If there is one obsession in the cheese world, it is— rightly I think— with the milk itself, from which all good cheese is
born. The cheese is only as good as the milk, and if there is one mark of distinction for cheese, it is being made from raw
milk. Like wine drinkers, cheese lovers do make other distinctions— about history, method,
terroir.
They're notably respectful of tradition ("Charlemagne's favorite cheese"). They talk dreamily of cows all but hand-fed a particular
mix of herbs and grasses on a certain slope in a certain Swiss village at a certain time of the year. They swoon over the
inspired cheese maker who gently bathes washed-rind cheese in the local apple brandy.
But raw milk is the hottest topic, and with good reason. Raw milk is important to cheese. The enzymes and beneficial bacteria
in raw milk aid fermentation. Pasteurized milk limits the action of rennet and retards ripening. Though many good cheeses
are made from pasteurized milk, cheeses made from raw milk often contain more complex, subtle flavors— sometimes richer, sometimes
mellower. People also swear by raw milk cheese for its beneficial enzymes and bacteria, which are tonics for digestion and
immunity.
Many of the best American farmstead cheeses— cheeses made from the milk of the farm's own herd— are made with raw milk, and
in the better cheese shops, more than half the cheese for sale are, too. "Pasteurization destroys the natural enzymes essential
to the production of aromatic compounds and kills the bacteria responsible for complexity," says Rob Kaufelt, the proprietor
of Murray's Cheese Shop in New York City. "Flavor in cheese is related to complexity, and those with a passion for cheese
love complexity."
FLORAL MILK AND HERBAL CHEESE
The diversity in well-managed pasture brings a vast array of aroma and flavor to milk and cheese. According to the cheese
magazine
Caseus,
aromatic elements in milk called
terpenes
— the organic compounds in essential oils— can be traced to particular plants. For example, an increase from 11 to 35 percent
of sweet woodruff in a cow's diet produces from 32 to 42 percent increase of a specific terpene in milk. Dovefoot geranium
and orchard grass have a similar effect. Aromas vary by season, too. In the winter, grasses dominate and the aromas are less
varied and intense. Come summer, weeds and herbs such as yellow bedstraw, common chicory, thyme, mint, and yarrow add measurably
to aromas. In southern Italy— as on good pasture anywhere— meadows can contain more than seventy species. Says the writer
Italo Calvino, "Behind every cheese there is a different pasture of a different green under a different sky."

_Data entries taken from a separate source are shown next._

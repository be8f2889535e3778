//! Error types for AuthGate
//!
//! All errors in the application are converted to `AppError`. Login-flow
//! failures recover as redirects back to the home page; everything else
//! becomes a proper HTTP error response.

use axum::http::StatusCode;
use axum::response::{IntoResponse, Redirect, Response};
use thiserror::Error;

/// Application-wide error type
#[derive(Debug, Error)]
pub enum AppError {
    /// The identity provider reported an error on the callback,
    /// e.g. the user denied consent.
    #[error("identity provider denied the login: {0}")]
    ProviderDenied(String),

    /// The authorization code could not be exchanged for an identity
    /// (token endpoint failure, userinfo failure, network error).
    #[error("authorization code exchange failed: {0}")]
    Exchange(String),

    /// A protected route was requested without a logged-in session.
    #[error("authentication required")]
    NotAuthenticated,

    /// Session cookie was malformed or carried a bad signature.
    #[error("invalid session token")]
    InvalidSessionToken,

    /// Configuration error (500)
    #[error("configuration error: {0}")]
    Config(String),

    /// Internal server error (500)
    #[error("internal error: {0}")]
    Internal(#[from] anyhow::Error),
}

impl From<config::ConfigError> for AppError {
    fn from(err: config::ConfigError) -> Self {
        AppError::Config(err.to_string())
    }
}

impl IntoResponse for AppError {
    /// Convert error to HTTP response
    ///
    /// Login-flow failures (`ProviderDenied`, `Exchange`,
    /// `NotAuthenticated`, `InvalidSessionToken`) redirect to `/` and are
    /// never fatal. `Config` and `Internal` map to 500 with a JSON body.
    fn into_response(self) -> Response {
        use axum::Json;

        let error_type = match &self {
            AppError::ProviderDenied(_) => "provider_denied",
            AppError::Exchange(_) => "exchange_failed",
            AppError::NotAuthenticated => "not_authenticated",
            AppError::InvalidSessionToken => "invalid_session_token",
            AppError::Config(_) => "config",
            AppError::Internal(_) => "internal",
        };

        // Record error metric
        use crate::metrics::ERRORS_TOTAL;
        ERRORS_TOTAL.with_label_values(&[error_type]).inc();

        match self {
            AppError::ProviderDenied(reason) => {
                tracing::warn!(%reason, "Provider denied login; redirecting to home");
                Redirect::to("/").into_response()
            }
            AppError::Exchange(reason) => {
                tracing::warn!(%reason, "Code exchange failed; redirecting to home");
                Redirect::to("/").into_response()
            }
            AppError::NotAuthenticated | AppError::InvalidSessionToken => {
                Redirect::to("/").into_response()
            }
            AppError::Config(message) => {
                tracing::error!(%message, "Configuration error");
                let body = Json(serde_json::json!({ "error": message }));
                (StatusCode::INTERNAL_SERVER_ERROR, body).into_response()
            }
            AppError::Internal(error) => {
                tracing::error!(error = %error, "Internal server error");
                let body = Json(serde_json::json!({ "error": "Internal server error" }));
                (StatusCode::INTERNAL_SERVER_ERROR, body).into_response()
            }
        }
    }
}

/// Result type alias using AppError
pub type Result<T> = std::result::Result<T, AppError>;

#[cfg(test)]
mod tests {
    use super::*;
    use axum::http::header;

    fn location(response: &Response) -> &str {
        response
            .headers()
            .get(header::LOCATION)
            .and_then(|v| v.to_str().ok())
            .expect("location header")
    }

    #[test]
    fn flow_errors_redirect_home() {
        for error in [
            AppError::ProviderDenied("access_denied".to_string()),
            AppError::Exchange("token endpoint unreachable".to_string()),
            AppError::NotAuthenticated,
            AppError::InvalidSessionToken,
        ] {
            let response = error.into_response();
            assert!(response.status().is_redirection());
            assert_eq!(location(&response), "/");
        }
    }

    #[test]
    fn internal_errors_are_500() {
        let response = AppError::Internal(anyhow::anyhow!("boom")).into_response();
        assert_eq!(response.status(), StatusCode::INTERNAL_SERVER_ERROR);

        let response = AppError::Config("bad secret".to_string()).into_response();
        assert_eq!(response.status(), StatusCode::INTERNAL_SERVER_ERROR);
    }
}
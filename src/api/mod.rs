//! API layer
//!
//! HTTP handlers for:
//! - HTML pages (home, profile)
//! - Metrics (Prometheus)

mod metrics;
mod pages;

pub use metrics::metrics_router;
pub use pages::pages_router;
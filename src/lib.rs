//! AuthGate - a minimal Google OAuth2 login server
//!
//! # Architecture
//!
//! ```text
//! ┌─────────────────────────────────────────────────────────────┐
//! │                      API Layer (Axum)                        │
//! │  - HTML pages (home, profile)                                │
//! │  - Auth endpoints (login redirect, callback, logout)         │
//! │  - Metrics endpoint                                          │
//! └─────────────────────────────────────────────────────────────┘
//!                              │
//! ┌─────────────────────────────────────────────────────────────┐
//! │              Session Authentication Gate                     │
//! │  - Anonymous/Authenticated state machine                     │
//! │  - Admits or redirects protected requests                    │
//! └─────────────────────────────────────────────────────────────┘
//!                              │
//! ┌─────────────────────────────────────────────────────────────┐
//! │                    Collaborators                             │
//! │  - Session store (in-memory)                                 │
//! │  - Identity provider client (Google, via oauth2)             │
//! └─────────────────────────────────────────────────────────────┘
//! ```
//!
//! # Modules
//!
//! - `api`: HTTP handlers for pages and metrics
//! - `auth`: gate, sessions, provider client, middleware, auth routes
//! - `config`: Configuration management
//! - `error`: Error types
//! - `metrics`: Prometheus instruments

pub mod api;
pub mod auth;
pub mod config;
pub mod error;
pub mod metrics;

use std::sync::Arc;

use crate::auth::{GoogleProvider, IdentityProvider, MemorySessionStore, SessionGate, SessionStore};

/// Application state shared across all handlers
///
/// This struct is cloned for each request; all fields are `Arc`s.
#[derive(Clone)]
pub struct AppState {
    /// Application configuration
    pub config: Arc<config::AppConfig>,

    /// Session store
    pub sessions: Arc<dyn SessionStore>,

    /// Session authentication gate
    pub gate: Arc<SessionGate>,
}

impl AppState {
    /// Initialize application state with the production collaborators:
    /// an in-memory session store and the Google provider client.
    ///
    /// # Errors
    /// Returns error if the provider client cannot be built from the
    /// configuration.
    pub fn new(config: config::AppConfig) -> Result<Self, error::AppError> {
        let provider = GoogleProvider::new(&config.auth.google, &config.oauth_redirect_url())?;
        Ok(Self::with_parts(
            config,
            Arc::new(MemorySessionStore::new()),
            Arc::new(provider),
        ))
    }

    /// Assemble state from explicit collaborators.
    ///
    /// Tests inject a stub provider and their own store here.
    pub fn with_parts(
        config: config::AppConfig,
        sessions: Arc<dyn SessionStore>,
        provider: Arc<dyn IdentityProvider>,
    ) -> Self {
        let config = Arc::new(config);
        let gate = Arc::new(SessionGate::new(
            sessions.clone(),
            provider,
            config.session_ttl(),
        ));
        Self {
            config,
            sessions,
            gate,
        }
    }
}

/// Build the Axum router with all routes.
///
/// This is shared by the binary and integration tests to keep route
/// composition consistent across environments. `/health` and `/metrics`
/// sit outside the session middleware so probes do not mint sessions.
pub fn build_router(state: AppState) -> axum::Router {
    use axum::{Router, routing::get};
    use tower_http::trace::TraceLayer;

    Router::new()
        .merge(api::pages_router())
        .merge(auth::auth_router())
        .layer(axum::middleware::from_fn_with_state(
            state.clone(),
            auth::session_context,
        ))
        .layer(TraceLayer::new_for_http())
        .route("/health", get(health_check))
        .with_state(state)
        .merge(api::metrics_router())
}

async fn health_check() -> &'static str {
    "OK"
}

For about four thousand years, all cheese was made with raw milk, the only milk there was. But in the age of industrial milk
and cheese, raw milk cheese has come under the same cloud of suspicion as raw milk itself. In the United States, the law concerning
raw milk cheese hasn't changed since 1949. Cheese makers must either use pasteurized milk or age their cheese for at least
sixty days, beyond which time, presumably, all the deadly pathogens have given up. Young— or fresh— cheeses such as chevre,
mozzarella, and ricotta must be made with pasteurized milk. The French, naturally, think that's foolish, and eat young raw
milk chevre and Brie with impunity.
In the United States, the sixty-day rule applies to American as well as imported cheeses. That means that if you see a wheel
of young raw milk Brie in an American shop, it is contraband. Fans of raw milk cheese love contraband. They are in the habit
of bringing young raw milk cheeses home from Europe, palms sweaty as they try to conceal the aroma emanating from their suitcases
at customs. Now and then cheesemongers succumb to the same impulse. In the cheekier shops, you might see a sign along these
lines: GET THIS CHEESE BEFORE THE FDA GETS US. Good idea.